基于红外光谱对野生冬虫夏草不同部位的识别

冬虫夏草作为著名的传统中药材，由于其良好的药用价值而备受青睐。目前多数工作集中研究其活性成分含量以及药理药效。而对其不同部位的识别研究较为匮乏。基于红外光谱数据，结合化学计量学对多维度复杂体系的解析优势对冬虫夏草不同部位进行分类识别。首先对野生冬虫夏草五个不同部位包括子座头、子座中、头部、虫体中段、虫体尾段总共808个光谱数据使用标准正态变换(SNV)、多元散射矫正(MSC)进行数据预处理。而后用竞争自适应再权重取样(CARS)、变量组合种群分析(VCPA)挑选具有代表意义的特征变量。最后使用偏最小二乘判别分析(PLS-DA)、线性判别分析(LDA)进行建模预测分析。模型对训练集使用十倍交叉验证，以准确率(Acc)作为评价指标。结果表明，在该数据上PLS-DA模型在10倍交叉验证和独立测试集上的预测准确率分别是90.1%和92.0%，而使用LDA模型时，预测准确率分别降低到86.7%和85.8%。采用CARS和VCPA特征挑选方法可有效将特征从3 601维分别降到699和420维，同时保持预测准确率与全部特征的预测准确率相当。而挑选的特征波数630，625，1 024，1 028，1 084和1 089 cm-1与虫草的甘露醇相关，879和874 cm-1与虫草的多糖相关。通过对挑选的波数进行Wilcoxon rank-sum检验进一步表明虫草五个部位之间存在显著差异。研究表明化学计量学方法结合红外光谱能够有效识别冬虫夏草不同部位，有助于在分子层面上加深对冬虫夏草形成的认识，为针对虫草不同部位高效利用提供参考。

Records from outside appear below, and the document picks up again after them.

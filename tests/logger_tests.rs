//! Integration tests for logger behavior.

use gradebook::logger::{set_level, set_level_from_str, Level};
use gradebook::{debug, error, info, warn};

#[test]
fn level_parse_accepts_valid() {
    assert!(set_level_from_str("error"));
    assert!(set_level_from_str("warn"));
    assert!(set_level_from_str("info"));
    assert!(set_level_from_str("debug"));
}

#[test]
fn level_parse_rejects_invalid() {
    assert!(!set_level_from_str("invalid"));
    assert!(!set_level_from_str(""));
}

#[test]
fn logs_do_not_panic() {
    set_level(Level::Debug);
    info!("info integration");
    warn!("warn integration");
    error!("error integration");
    debug!("debug integration");
}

Recognition of Different Parts of Wild Cordyceps Sinensis Based on Infrared Spectrum

Cordyceps Sinensis, a famous Chinese medicinal material, is favored due to its good medicinal value. Recently, investigations have focused on the study of its active ingredient content and pharmacological effects. However, scarce studies were reported on the identification of different parts of wild Cordyceps. This study is based on infrared spectroscopy data, combined with the analytical preponderance of chemometrics in multi-dimensional complex systems to classify and identify different parts of Cordyceps Sinensis. First, preprocessing methods, standard normal variation (SNV) and multiplicative scatter correction (MSC) were used on a total of 808 spectral data of five different parts of wild Cordyceps, including head of stroma(HS), middle of stroma(MS), head(HD), the middle larva body(ML) and the end larva body(EL). Then, competitive adaptive reweighted sampling (CARS) and variable combination population analysis (VCPA) were hired to select characteristic variables with representative significance. Ultimately, partial least squares discriminant analysis (PLS-DA) and linear discriminant analysis (LDA) were engaged for modeling and predictive analysis. Ten-fold cross-validation was used on the training set, and accuracy (Acc) was employedas the evaluation index. The results showed that the prediction accuracies of the PLS-DA model on the 10-fold cross-validation and independent test set on this data were 90.1% and 92.0%, respectively, while using the LDA model, the prediction accuracies reduced to 86.7% and 85.8%, respectively. In addition, the dimensions of the features can be effectively reduced from 3 601 to 669 and 420, respectively, when using CARS and VCPA feature selection methods, but keeping the prediction accuracies equivalent to that of all features. The selected wavenumbers 630, 625, 1 024, 1 028, 1 084, and 1 089 cm-1were related to mannitol in cordyceps, and 879 and 874 cm-1 were related polysaccharides in cordyceps. The Wilcoxon rank-sum test on the selected wavenumbers further showed significant differences between the five parts of Cordyceps. This study showed that chemometric methods combined with infrared spectroscopy could effectively identify different parts of Cordyceps Sinensis, thereby deepening the understanding of the formation of Cordyceps at the molecular level and providing a reference for the efficient use of different parts of Cordyceps.